Yes, but the expectation is that nobody is going to use anything other than TOML, Artifacts and Libdl, for example. If we wanted to restrict it to just those three, how would we do that?
We could just document that you are only allowed to use those three inside a .pkg/ hook, and then if someone's code breaks because they violate that, it's on them.
Can we also document explicitly somewhere that people aren't allowed to e.g. mutate package source code inside a .pkg/ hook?

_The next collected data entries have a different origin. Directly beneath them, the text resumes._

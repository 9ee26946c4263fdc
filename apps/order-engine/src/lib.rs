// Allow unwrap/expect in tests - tests should panic on unexpected errors
#![cfg_attr(test, allow(clippy::unwrap_used, clippy::expect_used))]

//! Order Engine - Rust Core Library
//!
//! Order processing that depends on a data-access abstraction instead of a
//! concrete database.
//!
//! # Architecture (Clean Architecture + Hexagonal)
//!
//! ## Layers (inside → outside)
//!
//! - **Domain**: Core business logic
//!   - `order_processing`: Order aggregate, priceable items, receipts
//!   - `capabilities`: Narrow capability traits (flight)
//!   - `shared`: Money, Quantity, identifiers, timestamps
//!
//! - **Application**: Use cases and orchestration
//!   - `ports`: `DataAccessPort`
//!   - `use_cases`: `OrderProcessor`
//!   - `queries`: Statement text sent through the port
//!
//! - **Infrastructure**: Adapters (implementations)
//!   - `persistence`: In-memory and Turso data access
//!   - `config`: Dependency injection container

#![forbid(unsafe_code)]
#![warn(missing_docs)]
#![warn(clippy::pedantic)]

// =============================================================================
// Clean Architecture Layers
// =============================================================================

/// Domain layer - Core business logic with no external dependencies.
pub mod domain;

/// Application layer - Use cases and port definitions.
pub mod application;

/// Infrastructure layer - Adapters and wiring.
pub mod infrastructure;

// =============================================================================
// Cross-cutting
// =============================================================================

/// Configuration loading and validation.
pub mod config;

/// Tracing subscriber setup.
pub mod telemetry;

// =============================================================================
// Re-exports from Clean Architecture
// =============================================================================

// Domain re-exports
pub use domain::order_processing::{
    CreateOrderCommand, DiscountedProduct, Order, OrderError, OrderReceipt, Priceable, Product,
};
pub use domain::shared::{DomainError, Money, OrderId, Quantity, Sku, Timestamp};

// Application re-exports
pub use application::ports::{DataAccessError, DataAccessPort, QueryOutcome};
pub use application::use_cases::{
    ConfigurationError, OrderProcessor, OrderProcessorBuilder, ProcessOrderError,
};

// Infrastructure re-exports
pub use infrastructure::config::Container;
pub use infrastructure::persistence::{
    DataAccessCall, InMemoryDataAccess, TursoDataAccess, create_data_access,
};
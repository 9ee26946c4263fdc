//! Flight capability.
//!
//! Every [`Bird`] has a name; only birds that can actually fly implement
//! [`Flyable`].
//!
//! ```compile_fail
//! use order_engine::domain::capabilities::{Ostrich, launch};
//!
//! // Ostrich does not implement Flyable.
//! launch(&Ostrich::default());
//! ```
//!
//! ```
//! use order_engine::domain::capabilities::{Sparrow, launch};
//!
//! let altitude = launch(&Sparrow::default());
//! assert!(altitude > 0);
//! ```

/// Behavior shared by every bird.
pub trait Bird {
    /// Species name.
    fn name(&self) -> &'static str;

    /// The flight capability, when the species has it.
    fn as_flyable(&self) -> Option<&dyn Flyable> {
        None
    }
}

/// Ability to fly. Implemented only by species that can.
pub trait Flyable {
    /// Take off and report the cruising altitude in meters.
    fn fly(&self) -> u32;
}

/// A small bird that flies.
#[derive(Debug, Clone, Copy)]
pub struct Sparrow {
    cruising_altitude_m: u32,
}

impl Default for Sparrow {
    fn default() -> Self {
        Self {
            cruising_altitude_m: 50,
        }
    }
}

impl Bird for Sparrow {
    fn name(&self) -> &'static str {
        "sparrow"
    }

    fn as_flyable(&self) -> Option<&dyn Flyable> {
        Some(self)
    }
}

impl Flyable for Sparrow {
    fn fly(&self) -> u32 {
        self.cruising_altitude_m
    }
}

/// A flightless bird.
#[derive(Debug, Clone, Copy, Default)]
pub struct Ostrich;

impl Bird for Ostrich {
    fn name(&self) -> &'static str {
        "ostrich"
    }
}

/// Fly any bird that has the capability.
pub fn launch<F: Flyable + ?Sized>(flyer: &F) -> u32 {
    flyer.fly()
}

#[cfg(test)]
mod tests {
    use super::*;

    #[test]
    fn sparrow_flies_through_generic_bound() {
        assert_eq!(launch(&Sparrow::default()), 50);
    }

    #[test]
    fn flock_exposes_capability_only_where_supported() {
        let flock: Vec<Box<dyn Bird>> = vec![Box::new(Sparrow::default()), Box::new(Ostrich)];

        let flyers: Vec<&str> = flock
            .iter()
            .filter(|bird| bird.as_flyable().is_some())
            .map(|bird| bird.name())
            .collect();

        assert_eq!(flyers, vec!["sparrow"]);
    }

    #[test]
    fn every_flyable_in_flock_succeeds() {
        let flock: Vec<Box<dyn Bird>> = vec![Box::new(Sparrow::default()), Box::new(Ostrich)];

        let altitudes: Vec<u32> = flock
            .iter()
            .filter_map(|bird| bird.as_flyable().map(launch::<dyn Flyable>))
            .collect();

        assert_eq!(altitudes, vec![50]);
    }
}
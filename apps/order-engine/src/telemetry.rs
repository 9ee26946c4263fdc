//! Tracing Setup
//!
//! Installs a `tracing-subscriber` fmt subscriber configured from
//! [`LoggingConfig`]. `RUST_LOG` overrides the configured level.
//!
//! # Usage
//!
//! ```rust,ignore
//! use order_engine::telemetry::init_tracing;
//!
//! init_tracing(&config.observability.logging);
//! ```

use tracing_subscriber::EnvFilter;
use tracing_subscriber::fmt::format::FmtSpan;

use crate::config::LoggingConfig;

/// Initialize the global tracing subscriber.
///
/// Calling this more than once keeps the first subscriber and reports the
/// conflict on stderr.
pub fn init_tracing(config: &LoggingConfig) {
    let env_filter = EnvFilter::try_from_default_env()
        .unwrap_or_else(|_| EnvFilter::new(config.level.to_ascii_lowercase()));

    let span_events = if config.include_spans {
        FmtSpan::NEW | FmtSpan::CLOSE
    } else {
        FmtSpan::NONE
    };

    let builder = tracing_subscriber::fmt()
        .with_env_filter(env_filter)
        .with_span_events(span_events);

    let result = match config.format.as_str() {
        "json" => builder.json().try_init(),
        "compact" => builder.compact().try_init(),
        _ => builder.try_init(),
    };

    if let Err(e) = result {
        eprintln!("Tracing subscriber not installed: {e}");
    }
}
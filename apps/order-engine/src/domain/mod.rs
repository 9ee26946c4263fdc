//! Domain Layer
//!
//! The innermost layer containing business logic with zero infrastructure dependencies.
//! This layer defines:
//!
//! - **Aggregates**: Consistency boundaries with invariants
//! - **Value Objects**: Immutable domain types with equality by value
//! - **Capability Traits**: Narrow behavior contracts implemented only where honored
//!
//! # Bounded Contexts
//!
//! - [`order_processing`]: Orders, priceable items, receipts
//! - [`capabilities`]: Capability narrowing (flight)

pub mod capabilities;
pub mod order_processing;
pub mod shared;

Isn't this already enforced by setting package source to read-only after checkout? I don't think this is specific to .pkg/ hooks, I think this is true of any part of a package, no?
I don't think this is specific to
.pkg/hooks, I think this is true of any part of a package, no?
Ah fair, we do want this to be a rule for all packages. We should still document it somewhere, just not in the place where .pkg/ hooks are located
Isn't this already enforced by setting package source to read-only after checkout? I don't think this is specific to
.pkg/hooks, I think this is true of any part of a package, no?
I think you can still get around this, right? E.g. if you are root (a common situation for people that run their CI inside Docker containers where the USER wasn't set to a non-root user), I'm pretty sure you can still modify the package source, even if the files are set to read-only.
I think you can still get around this, right? E.g. if you are root (a common situation for people that run their CI inside Docker containers where the USER wasn't set to a non-root user), I'm pretty sure you can still modify the package source, even if the files are set to read-only.
If someone's method of getting around filesystem restrictions is to run Pkg as root, I feel putting a warning in a manual is not going to change their behavior at all. All we can do is enforce rules for 99% of the users, I don't think we need to worry about such exceptional cases as running as root.
I realize now that the whole discussion is moot because we already have this in the docs:
Packages should avoid mutating their own state (writing to files within their package directory).
We do still need to document somewhere that .pkg/ hooks are only allowed to use TOML, Artifacts, and TOML.
#3168
Also the docs currently say that .pkg/ hooks are "experimental", so users should expect that their hooks might break.